Well, today (Friday, July 26th), we built our new hive. Unfortunately, it's not sealed (waterproofed) yet so we can't move our bees directly into their new hive. Instead, we took down our other bait hive which happened to be a standard Warre box with a floor board, lid, and some holes drilled in the side for an entrance. We then used bungees to attach it to the top of an 8 foot ladder right next to the tree where the old bait hive was. The idea is that the hive has moved less than 3 feet (more on that in a minute) so all the returning bees should be able to find their new home. Now that it's in a standard Warre box, however, when we decide on the new location, we can simply take the floor and roof off this box, plug up the side holes, and put it directly into our new Warre hive, complete will floor board, multiple boxes, quilt, and roof.
So what's with the three feet? Conventional wisdom says that when you move a beehive, it needs to be LESS THAN three feet or MORE THAN three miles. This is because when bees leave their hive, their pretty much on auto-pilot, they don't really pay attention. Why would they need to? They know where they live. They just go, do their thing, collect nectar and what not, and then head for home. The problem is when the head home they're on auto-pilot too. Just like you when you drive you, you don't really pay attention to what streets you're turning on. You know where you live. You know how to get home. You do it every day. Imagine, however, if you drive home (or where you thought home was) and your home wasn't there! This is what happens if you move a beehive, say a 100 yards. They come back to where the hive originally was and basically get lost and need to start looking/smelling for their new home. Which they may or may not find.

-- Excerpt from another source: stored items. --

/// A prepared statement's source text, compiled plan, and currently bound values.
struct PreparedStatement {
    /// SQL with `@name` placeholders already rewritten to `:name`.
    rewritten_sql: String,
    compiled: Arc<CompiledStatement>,
    /// Bound values keyed by lowercased parameter name.
    bound: HashMap<String, Value>,
}

/// Synchronous embedded database handle.
///
/// Owns the catalog, buffer pool, and write-ahead log directly; every method
/// runs to completion on the caller's thread. `prepare`/`bind`/`execute_prepared`
/// give callers a compiled-plan cache keyed by statement text and schema
/// version, so a statement executed repeatedly with different parameters is
/// parsed and planned only once per schema generation.
pub struct Database {
    data_dir: PathBuf,
    catalog_path: PathBuf,
    wal_path: PathBuf,
    buffer_pages: usize,
    catalog: Catalog,
    pager: FilePager,
    wal: Wal,
    plan_cache: HashMap<String, Arc<CompiledStatement>>,
    statements: HashMap<StatementId, PreparedStatement>,
    next_statement_id: u64,
}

So what to do? You need to disorient the bees so they go, "Hey! Wait a minute. This is different. Where am I?" and really take a good look around before flying off for the day. One way to do this is to move them more than 3 miles. Another way to do this is to keep them cooped up inside the hive for at least 3 days (don't you love all the 3's?). Another way, described in the following link and video, is to cause disorientation by creating an obstacle (grass, leaves, et cetera) that the bees must navigate around as they leave their hive. When they get around the obstacle, they'll go "Wow. That wasn't normal," and take that good look around that we talked about before flying off.
Here's the link: How to move a hive.
And here's the video: How to move a hive any distance.
I think this third method will likely be what I do. I'm not going to move our bees 3 miles. I'm also not sure they really have enough stores built up (actually I'm pretty sure they don't) to last them 3 days. I think what I'll do is give them 2 days in their current Warre box. During that time I'll water proof the hive we built and have my dad pick out a location in the yard for our new hive. I'll come back after two days, and we'll set up the hive at it's new location, except we'll have the entrance blocked off so the bees can't get in and out. In the evening, when the bees are all home for the night. We'll staple a piece of 1/8" hardware cloth over the holes I drilled for a makeshift entrance. That way all the bees will be trapped inside the box. We'll move them over to the new hive we set up and leave them there over night. In the morning I'll have my dad unblock the main entrance to the new hive, put some branches in front of it, and we'll all pray the bees take their reorientation flights and make it home safely at the end of the day. Think it's a good plan? I sure hope so!
We took a few videos of this whole process. They're rather long (about 30 minutes total) so they're taking a while to render and upload. I'll try to get them up on the blog tomorrow.